Early studies showed that the pathogenicity of a satellite RNA is determined at the nucleotide level, with one to several nucleotide changes dramatically altering both the virulence and host specificity of disease induction. Subsequent studies demonstrated that satellite RNA replication is associated with the accumulation of high levels of satellite RNA-derived small interfering RNAs (siRNA). These findings led to the suggestion that pathogenic satellite-derived siRNAs might have sequence complementarity to a physiologically important host gene, and that the observed disease symptoms are in fact due to satellite siRNA-directed silencing of the targeted host gene. However, to date, no such host gene has been identified, leaving the satellite RNA-induced disease mechanism unsolved.
This paper explores the sRNA-mediated disease mechanism using the Y-satellite of Cucumber mosaic virus (CMV Y-Sat). The CMV Y-Sat consists of a 369-nt single-stranded RNA genome and induces distinct yellowing symptoms in a number of Nicotiana species including N. tabacum (tobacco). Y-Sat-induced yellowing symptoms result from Y-Sat siRNA-directed silencing of the host chlorophyll biosynthetic gene, CHLI, and Y-Sat-induced symptoms can be prevented by transforming tobacco with a silencing-resistant version of CHLI. The observed species specificity of Y-Sat-induced disease symptoms is due to natural sequence variation within the targeted region of the CHLI transcript.

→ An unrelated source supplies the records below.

// SPDX-License-Identifier: BUSL-1.1
// Copyright (c) 2026 Alfred Jean LLC

//! Errors from talking to the remote queue (§6).

use thiserror::Error;

/// Failure modes the job loop's retry policy (§7) needs to branch on.
#[derive(Debug, Error)]
pub enum ApiError {
    /// Transport-level failure: DNS, connect, TLS, timeout.
    #[error("request failed: {0}")]
    Http(#[from] reqwest::Error),

    /// The server responded but the body didn't match the expected shape.
    #[error("decode failed: {0}")]
    Decode(#[from] serde_json::Error),

    /// HTTP 404 — the job/link/config no longer exists server-side.
    #[error("not found")]
    NotFound,

    /// HTTP 409 — the job was already claimed, completed, or released by
    /// another caller.
    #[error("conflict: {0}")]
    Conflict(String),

    /// Any other non-2xx response, carrying the status and trimmed body.
    #[error("unexpected status {status}: {body}")]
    Status { status: u16, body: String },
}
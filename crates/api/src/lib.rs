// SPDX-License-Identifier: BUSL-1.1
// Copyright (c) 2026 Alfred Jean LLC

#![cfg_attr(test, allow(clippy::panic))]
#![cfg_attr(test, allow(clippy::unwrap_used))]
#![cfg_attr(test, allow(clippy::expect_used))]

//! mush-api: the remote queue client the job loop and link registration
//! depend on (§6).
//!
//! `RunnerApi` is the trait; [`http::HttpRunnerApi`] is the production
//! `reqwest` client; [`fake::FakeRunnerApi`] (behind the `test-support`
//! feature) is a scripted in-memory double for engine-crate tests.

pub mod error;
pub mod http;
pub mod runner_api;
pub mod types;

#[cfg(any(test, feature = "test-support"))]
pub mod fake;

pub use error::ApiError;
pub use http::HttpRunnerApi;
pub use runner_api::RunnerApi;
pub use types::{
    ClientMetadata, CompleteJobRequest, LinkDeregisterRequest, LinkRegisterRequest,
    LinkRegisterResponse,
};

#[cfg(any(test, feature = "test-support"))]
pub use fake::{ApiCall, FakeRunnerApi};
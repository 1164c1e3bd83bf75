use super::*;
use tempfile::tempdir;

fn read_json(path: &Path) -> Value {
    let bytes = std::fs::read(path).unwrap();
    serde_json::from_slice(&bytes).unwrap()
}

#[test]
fn installs_into_a_missing_file() {
    let dir = tempdir().unwrap();
    let path = dir.path().join(".claude").join("settings.local.json");

    let installed = install_completion_hook(&path).unwrap();

    let value = read_json(&path);
    let stop = value["hooks"]["Stop"].as_array().unwrap();
    assert_eq!(stop.len(), 1);
    assert_eq!(stop[0]["hooks"][0]["command"], HOOK_COMMAND);

    installed.restore().unwrap();
    assert!(!path.exists());
}

#[test]
fn preserves_other_top_level_keys() {
    let dir = tempdir().unwrap();
    let path = dir.path().join("settings.local.json");
    std::fs::write(&path, r#"{"otherKey": "value", "hooks": {"Stop": []}}"#).unwrap();

    install_completion_hook(&path).unwrap();

    let value = read_json(&path);
    assert_eq!(value["otherKey"], "value");
}

#[test]
fn is_idempotent() {
    let dir = tempdir().unwrap();
    let path = dir.path().join("settings.local.json");

    install_completion_hook(&path).unwrap();
    let first = std::fs::read(&path).unwrap();

    let installed_again = install_completion_hook(&path).unwrap();
    let value = read_json(&path);
    let stop = value["hooks"]["Stop"].as_array().unwrap();
    assert_eq!(stop.len(), 1);

    installed_again.restore().unwrap();
    let restored = std::fs::read(&path).unwrap();
    assert_eq!(restored, first);
}

#[test]
fn rejects_legacy_flat_entry_without_mutating() {
    let dir = tempdir().unwrap();
    let path = dir.path().join("settings.local.json");
    let original = r#"{"hooks": {"Stop": [{"matcher": "", "command": "legacy-command"}]}}"#;
    std::fs::write(&path, original).unwrap();

    let err = install_completion_hook(&path).unwrap_err();
    assert!(matches!(err, HookError::LegacyEntry(_)));

    let unchanged = std::fs::read_to_string(&path).unwrap();
    assert_eq!(unchanged, original);
}

#[test]
fn rejects_non_string_matcher_without_mutating() {
    let dir = tempdir().unwrap();
    let path = dir.path().join("settings.local.json");
    let original = r#"{"hooks": {"Stop": [{"matcher": 1, "hooks": []}]}}"#;
    std::fs::write(&path, original).unwrap();

    let err = install_completion_hook(&path).unwrap_err();
    assert!(matches!(err, HookError::LegacyEntry(_)));
}

#[test]
fn restore_recreates_original_byte_content() {
    let dir = tempdir().unwrap();
    let path = dir.path().join("settings.local.json");
    let original = r#"{"hooks": {"Stop": [{"matcher": "foo", "hooks": [{"type": "command", "command": "echo hi"}]}]}}"#;
    std::fs::write(&path, original).unwrap();

    let installed = install_completion_hook(&path).unwrap();
    installed.restore().unwrap();

    let restored = std::fs::read_to_string(&path).unwrap();
    assert_eq!(restored, original);
}

#[cfg(unix)]
#[test]
fn file_mode_is_0600() {
    use std::os::unix::fs::PermissionsExt;
    let dir = tempdir().unwrap();
    let path = dir.path().join("settings.local.json");

    install_completion_hook(&path).unwrap();

    let mode = std::fs::metadata(&path).unwrap().permissions().mode() & 0o777;
    assert_eq!(mode, 0o600);
}
// SPDX-License-Identifier: BUSL-1.1
// Copyright (c) 2026 Alfred Jean LLC

//! Subprocess execution helpers

use std::process::{Output, Stdio};
use std::time::Duration;
use tokio::io::AsyncReadExt;
use tokio::process::Command;

/// Run a subprocess command with a timeout.
///
/// Wraps `Command::output()` with `tokio::time::timeout`, converting
/// timeout expiration into a descriptive error message. The child process
/// is killed automatically if the timeout elapses (via the tokio `Child`
/// drop implementation).
pub async fn run_with_timeout(
    mut cmd: Command,
    timeout: Duration,
    description: &str,
) -> Result<Output, String> {
    match tokio::time::timeout(timeout, cmd.output()).await {
        Ok(Ok(output)) => Ok(output),
        Ok(Err(io_err)) => Err(format!("{} failed: {}", description, io_err)),
        Err(_elapsed) => Err(format!(
            "{} timed out after {}s",
            description,
            timeout.as_secs()
        )),
    }
}

/// Same contract as [`run_with_timeout`], but with stdout/stderr streamed
/// chunk-by-chunk through `tee` as they arrive, in addition to being
/// buffered into the returned `Output` (§4.2 step 6: the ephemeral
/// executor's capture is a multi-writer of an internal buffer and the
/// terminal write sink). `tee` is skipped entirely — falling back to
/// `run_with_timeout` — when there's no sink to write to.
pub async fn run_with_timeout_tee(
    cmd: Command,
    timeout: Duration,
    description: &str,
    tee: Option<&(dyn Fn(&[u8]) + Send + Sync)>,
) -> Result<Output, String> {
    let Some(tee) = tee else {
        return run_with_timeout(cmd, timeout, description).await;
    };

    let run = async move {
        let mut cmd = cmd;
        let mut child = cmd
            .stdout(Stdio::piped())
            .stderr(Stdio::piped())
            .spawn()
            .map_err(|e| format!("{description} failed: {e}"))?;

        let Some(mut child_stdout) = child.stdout.take() else {
            return Err(format!("{description} failed: no stdout pipe"));
        };
        let Some(mut child_stderr) = child.stderr.take() else {
            return Err(format!("{description} failed: no stderr pipe"));
        };

        let mut out_buf: Vec<u8> = Vec::new();
        let mut err_buf: Vec<u8> = Vec::new();
        let mut out_open = true;
        let mut err_open = true;
        let mut out_chunk = [0u8; 4096];
        let mut err_chunk = [0u8; 4096];

        while out_open || err_open {
            tokio::select! {
                n = child_stdout.read(&mut out_chunk), if out_open => {
                    match n {
                        Ok(0) => out_open = false,
                        Ok(n) => {
                            tee(&out_chunk[..n]);
                            out_buf.extend_from_slice(&out_chunk[..n]);
                        }
                        Err(_) => out_open = false,
                    }
                }
                n = child_stderr.read(&mut err_chunk), if err_open => {
                    match n {
                        Ok(0) => err_open = false,
                        Ok(n) => {
                            tee(&err_chunk[..n]);
                            err_buf.extend_from_slice(&err_chunk[..n]);
                        }
                        Err(_) => err_open = false,
                    }
                }
            }
        }

        let status = child
            .wait()
            .await
            .map_err(|e| format!("{description} failed: {e}"))?;

        Ok(Output {
            status,
            stdout: out_buf,
            stderr: err_buf,
        })
    };

    match tokio::time::timeout(timeout, run).await {
        Ok(Ok(output)) => Ok(output),
        Ok(Err(e)) => Err(e),
        Err(_elapsed) => Err(format!(
            "{} timed out after {}s",
            description,
            timeout.as_secs()
        )),
    }
}

#[cfg(test)]
#[path = "subprocess_tests.rs"]
mod tests;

Viral Small Interfering RNAs Target Host Genes to Mediate Disease Symptoms in Plants. (2011) PLoS Pathog 7(5): e1002022. doi:10.1371/journal.ppat.1002022
The Cucumber mosaic virus (CMV) Y-satellite RNA (Y-Sat) has a small non-protein-coding RNA genome that induces yellowing symptoms in infected Nicotiana tabacum (tobacco). How this RNA pathogen induces such symptoms has been a longstanding question. We show that the yellowing symptoms are a result of small interfering RNA (siRNA)-directed RNA silencing of the chlorophyll biosynthetic gene, CHLI. The CHLI mRNA contains a 22-nucleotide (nt) complementary sequence to the Y-Sat genome, and in Y-Sat-infected plants, CHLI expression is dramatically down-regulated. Small RNA sequencing and 5′ RACE analyses confirmed that this 22-nt sequence was targeted for mRNA cleavage by Y-Sat-derived siRNAs. Transformation of tobacco with a RNA interference (RNAi) vector targeting CHLI induced Y-Sat-like symptoms. In addition, the symptoms of Y-Sat infection can be completely prevented by transforming tobacco with a silencing-resistant variant of the CHLI gene. These results suggest that siRNA-directed silencing of CHLI is solely responsible for the Y-Sat-induced symptoms. Furthermore, we demonstrate that two Nicotiana species, which do not develop yellowing symptoms upon Y-Sat infection, contain a single nucleotide polymorphism within the siRNA-targeted CHLI sequence. This suggests that the previously observed species specificity of Y-Sat-induced symptoms is due to natural sequence variation in the CHLI gene, preventing CHLI silencing in species with a mismatch to the Y-Sat siRNA. Taken together, these findings provide the first demonstration of small RNA-mediated viral disease symptom production and offer an explanation of the species specificity of the viral disease.